Вот неожиданность!..
Кто бы мог подумать — такой разумный человек, Иван Николаевич Крамской… Ох, уж эти деловые русские люди!..
Софью Николаевну Прохорову впервые увидел Крамской в доме своего приятеля-художника: не то возлюбленная, не то содержанка, не то так, «приходящая». Приятель не стеснялся, рассказывал, как ловко врал ей, когда уговаривал, — поверила, пришла, а теперь куда же… Крамской молчал, молча смотрел на нее — ужель утратила она лучшие свои надежды и святые желания? «Часто себе на сон грядущий говаривал: эх, люди! вот как вы поступаете! Что если бы такое создание встретилось в жизни и для меня?» — и ужасался…

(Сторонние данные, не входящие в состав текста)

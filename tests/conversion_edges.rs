//! Conversion behavior on live edges: per-port converters, engine-level
//! registered pairs, and collection bridging through a running graph.

mod common;

use std::sync::Arc;

use chrono::DateTime;
use flowcanvas::canvas::{CanvasError, ConnectError};
use flowcanvas::types::PortRef;
use flowcanvas::value::{Value, ValueType};

fn seconds_to_datetime(value: &Value) -> Option<Value> {
    match value {
        Value::Float(x) => DateTime::from_timestamp(*x as i64, 0).map(Value::DateTime),
        Value::Int(i) => DateTime::from_timestamp(*i, 0).map(Value::DateTime),
        _ => None,
    }
}

/// A seconds value on a float output, driving a datetime input downstream.
/// The `add` node's `sum` output carries the narrow `float` type, unlike a
/// constant's `any` output which every input accepts.
fn seconds_source(canvas: &mut flowcanvas::canvas::Canvas, seconds: f64) -> flowcanvas::types::NodeId {
    let constant = canvas.create_node("constant", 0.0, 0.0).unwrap();
    let add = canvas.create_node("add", 0.0, 0.0).unwrap();
    canvas
        .set_property(constant, "value", Value::Float(seconds))
        .unwrap();
    canvas
        .connect(PortRef::output(constant, "value"), PortRef::input(add, "a"))
        .unwrap();
    add
}

#[tokio::test]
async fn per_port_converter_unlocks_and_converts_an_edge() {
    let mut canvas = common::canvas();
    let start = canvas.create_node("start", 0.0, 0.0).unwrap();
    let add = seconds_source(&mut canvas, 12.0);
    let stamp = canvas.create_node("timestamp", 0.0, 0.0).unwrap();

    let when = PortRef::input(stamp, "when");
    // Rejected without the converter...
    assert!(matches!(
        canvas.connect(PortRef::output(add, "sum"), when.clone()),
        Err(CanvasError::Connect(ConnectError::TypeMismatch { .. }))
    ));
    // ...accepted with it.
    canvas
        .set_input_converter(&when, Arc::new(seconds_to_datetime))
        .unwrap();
    canvas
        .connect(PortRef::output(add, "sum"), when)
        .unwrap();
    canvas
        .connect(PortRef::output(start, "run"), PortRef::input(add, "run"))
        .unwrap();
    canvas
        .connect(PortRef::output(add, "done"), PortRef::input(stamp, "run"))
        .unwrap();

    canvas.run().await.unwrap();
    assert_eq!(
        common::published(&canvas, stamp, "text"),
        Some(Value::Str("1970-01-01T00:00:12+00:00".into()))
    );
}

#[tokio::test]
async fn engine_registered_pair_applies_to_every_edge() {
    let mut canvas = common::canvas();
    canvas.conversion().register_converter(
        ValueType::Float,
        ValueType::DateTime,
        Arc::new(seconds_to_datetime),
    );

    let start = canvas.create_node("start", 0.0, 0.0).unwrap();
    let add = seconds_source(&mut canvas, 60.0);
    let stamp = canvas.create_node("timestamp", 0.0, 0.0).unwrap();
    canvas
        .connect(PortRef::output(add, "sum"), PortRef::input(stamp, "when"))
        .unwrap();
    canvas
        .connect(PortRef::output(start, "run"), PortRef::input(add, "run"))
        .unwrap();
    canvas
        .connect(PortRef::output(add, "done"), PortRef::input(stamp, "run"))
        .unwrap();

    canvas.run().await.unwrap();
    assert_eq!(
        common::published(&canvas, stamp, "text"),
        Some(Value::Str("1970-01-01T00:01:00+00:00".into()))
    );
}

#[test]
fn converters_attach_to_data_inputs_only() {
    let mut canvas = common::canvas();
    let add = canvas.create_node("add", 0.0, 0.0).unwrap();
    assert!(matches!(
        canvas.set_input_converter(
            &PortRef::output(add, "sum"),
            Arc::new(seconds_to_datetime)
        ),
        Err(CanvasError::ConverterTarget { .. })
    ));
    assert!(matches!(
        canvas.set_input_converter(
            &PortRef::input(add, "run"),
            Arc::new(seconds_to_datetime)
        ),
        Err(CanvasError::ConverterTarget { .. })
    ));
}

#[tokio::test]
async fn unconnected_and_unconvertible_inputs_fall_back_to_defaults() {
    // `add` with only one input connected: the other reads as 0.
    let mut canvas = common::canvas();
    let start = canvas.create_node("start", 0.0, 0.0).unwrap();
    let constant = canvas.create_node("constant", 0.0, 0.0).unwrap();
    let add = canvas.create_node("add", 0.0, 0.0).unwrap();
    canvas.set_property(constant, "value", Value::Float(8.0)).unwrap();
    canvas
        .connect(PortRef::output(constant, "value"), PortRef::input(add, "a"))
        .unwrap();
    canvas
        .connect(PortRef::output(start, "run"), PortRef::input(add, "run"))
        .unwrap();

    canvas.run().await.unwrap();
    assert_eq!(common::published(&canvas, add, "sum"), Some(Value::Float(8.0)));
}

#[tokio::test]
async fn collection_values_bridge_across_any_typed_edges() {
    // A list constant through an `Any` print input arrives intact.
    let (mut canvas, sink) = common::observed_canvas();
    let start = canvas.create_node("start", 0.0, 0.0).unwrap();
    let constant = canvas.create_node("constant", 0.0, 0.0).unwrap();
    let print = canvas.create_node("print", 0.0, 0.0).unwrap();
    canvas
        .set_property(
            constant,
            "value",
            Value::List(vec![Value::Int(1), Value::Int(2), Value::Int(3)]),
        )
        .unwrap();
    canvas
        .connect(
            PortRef::output(constant, "value"),
            PortRef::input(print, "value"),
        )
        .unwrap();
    canvas
        .connect(PortRef::output(start, "run"), PortRef::input(print, "run"))
        .unwrap();

    canvas.run().await.unwrap();
    canvas.event_bus().pump();
    let printed = sink.snapshot().into_iter().find_map(|e| match e {
        flowcanvas::event_bus::CanvasEvent::NodeMessage { message, .. } => Some(message),
        _ => None,
    });
    assert_eq!(printed.as_deref(), Some("[1, 2, 3]"));
}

Иван Николаевич встретил Софью Николаевну в 1859 году, женился три года спустя: нужно было почувствовать, поверить, что она любит его — не другого, нужно было преодолеть терзающую мысль, что был другой (еще через несколько лет, получив весть о смерти «другого», он пишет к ней, уже к жене: «Я не рад его смерти, но мне легче на свете без него»), нужно было — самое трудное — себя преодолеть, свое прошлое: едва не с малолетства вбили в голову — «падшая»… «падшая»… Одно дело — не бросить камень (милосердие!), другое — поднять «падшую»: «Мне, стало быть, только и выпало в жизни — подбирать на дороге, что бросят для меня другие. Сколько темного и страшного мучило меня. Ведь я тоже человек, ведь я хочу любви чистой, а мне…»

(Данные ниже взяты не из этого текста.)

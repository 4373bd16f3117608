use async_trait::async_trait;
use tracing::info;

use crate::node::{NodeBehavior, NodeCtx, NodeError, NodeSchema};
use crate::value::{Value, ValueType};

/// Sink: logs its input and emits it on the event bus.
#[derive(Default)]
pub struct PrintNode;

#[async_trait]
impl NodeBehavior for PrintNode {
    fn type_name(&self) -> &'static str {
        "print"
    }

    fn schema(&self) -> NodeSchema {
        NodeSchema::new()
            .input("value", ValueType::Any)
            .property("prefix", ValueType::Str, Value::Str(String::new()))
            .flow_in("run")
            .flow_out("done")
    }

    async fn process(&self, ctx: NodeCtx) -> Result<(), NodeError> {
        let prefix = ctx.property_or("prefix", String::new());
        let text = match ctx.input("value") {
            Some(value) => format!("{prefix}{value}"),
            None => format!("{prefix}<no value>"),
        };
        info!(node = %ctx.node_id(), "{text}");
        ctx.emit("print", text);
        ctx.activate("done").await
    }
}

Прошлое еще будет возвращаться в настоящее старательным желанием доказать, что этого прошлого не было, взаимной подозрительностью, сомнениями; но всякий раз настоящее (и будущее) побеждает в Крамском. Едва усомнившись, он тут же снова находит себя, отбивая возможную атаку других: «Проведите же мне во имя бога черту между нравственным и безнравственным». Сам Крамской провел черту выше уровня принятой, обиходной «нравственности»: это много говорит о времени Крамского и о Крамском как человеке своего времени.

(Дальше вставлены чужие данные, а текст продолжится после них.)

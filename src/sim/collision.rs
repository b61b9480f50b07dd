//! Circle overlap tests
//!
//! Every entity is a circle. Hit thresholds are the summed radii scaled by
//! `HITBOX_SCALE` so sprites may visually overlap before they connect.

use glam::Vec2;

use crate::consts::HITBOX_SCALE;

/// Distance below which two circles of the given radii are touching
#[inline]
pub fn hit_threshold(radius_a: f32, radius_b: f32) -> f32 {
    (radius_a + radius_b) * HITBOX_SCALE
}

/// Whether two circles overlap (strictly closer than the hit threshold)
#[inline]
pub fn circles_overlap(a: Vec2, radius_a: f32, b: Vec2, radius_b: f32) -> bool {
    a.distance(b) < hit_threshold(radius_a, radius_b)
}

/// Whether a point lies outside the field expanded by `margin` on every side
#[inline]
pub fn outside_field(pos: Vec2, field: Vec2, margin: f32) -> bool {
    pos.x < -margin || pos.x > field.x + margin || pos.y < -margin || pos.y > field.y + margin
}

/// Clamp a circle's centre so it stays fully inside the field
#[inline]
pub fn clamp_to_field(pos: Vec2, radius: f32, field: Vec2) -> Vec2 {
    Vec2::new(
        pos.x.clamp(radius, (field.x - radius).max(radius)),
        pos.y.clamp(radius, (field.y - radius).max(radius)),
    )
}

/// Nearest candidate to `from` (first wins on ties)
pub fn nearest<I>(from: Vec2, candidates: I) -> Option<usize>
where
    I: IntoIterator<Item = (usize, Vec2)>,
{
    let mut best: Option<(usize, f32)> = None;
    for (index, pos) in candidates {
        let dist = from.distance_squared(pos);
        if best.is_none_or(|(_, d)| dist < d) {
            best = Some((index, dist));
        }
    }
    best.map(|(index, _)| index)
}

#[cfg(test)]
mod tests {
    use super::*;

    #[test]
    fn test_hitbox_scaled_overlap() {
        // (48 + 48) * 0.35 = 33.6
        assert!(circles_overlap(Vec2::ZERO, 48.0, Vec2::new(33.0, 0.0), 48.0));
        assert!(!circles_overlap(Vec2::ZERO, 48.0, Vec2::new(34.0, 0.0), 48.0));
    }

    #[test]
    fn test_outside_field_margin() {
        let field = Vec2::new(100.0, 100.0);
        assert!(!outside_field(Vec2::new(-50.0, 50.0), field, 100.0));
        assert!(outside_field(Vec2::new(-101.0, 50.0), field, 100.0));
        assert!(outside_field(Vec2::new(50.0, 201.0), field, 100.0));
    }

    #[test]
    fn test_clamp_to_field() {
        let field = Vec2::new(200.0, 100.0);
        let p = clamp_to_field(Vec2::new(-10.0, 500.0), 10.0, field);
        assert_eq!(p, Vec2::new(10.0, 90.0));
    }

    #[test]
    fn test_nearest_prefers_first_on_tie() {
        let pts = vec![
            (4, Vec2::new(5.0, 0.0)),
            (7, Vec2::new(-5.0, 0.0)),
            (9, Vec2::new(9.0, 0.0)),
        ];
        assert_eq!(nearest(Vec2::ZERO, pts), Some(4));
        assert_eq!(nearest(Vec2::ZERO, Vec::new()), None);
    }
}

Академические годы Крамского — время решения всех вопросов, женского — тоже. О женском равноправии писали журналы; Елена из «Накануне», которая от всего отказалась, чтобы разделить участь любимого человека, по словам Кропоткина, определила новое отношение к женщине; «Гроза» Островского и добролюбовские статьи о ней взволновали общество; в «Униженных и оскорбленных» читатели узнали одну из тех «мрачных и мучительных историй, которые так часто и неприметно, почти таинственно, сбываются под тяжелым петербургским небом…». Крамской если умом не схватывал, то постигал чувством связь своего (неопрометчивого) поступка с общественным и литературным движением. Накануне женитьбы он убеждает друга (Тулинова): «Ведь это так похоже на роман. А хоть бы и так? Отчего вы не стали бы смеяться, если бы перед нами раскрыл писатель души и сердца людей, здесь действующих, и вы бы увидели все пружины; и почему, наконец, вы не верите, когда я вам говорю: это так случилось, и вы недоверчиво покачиваете головою».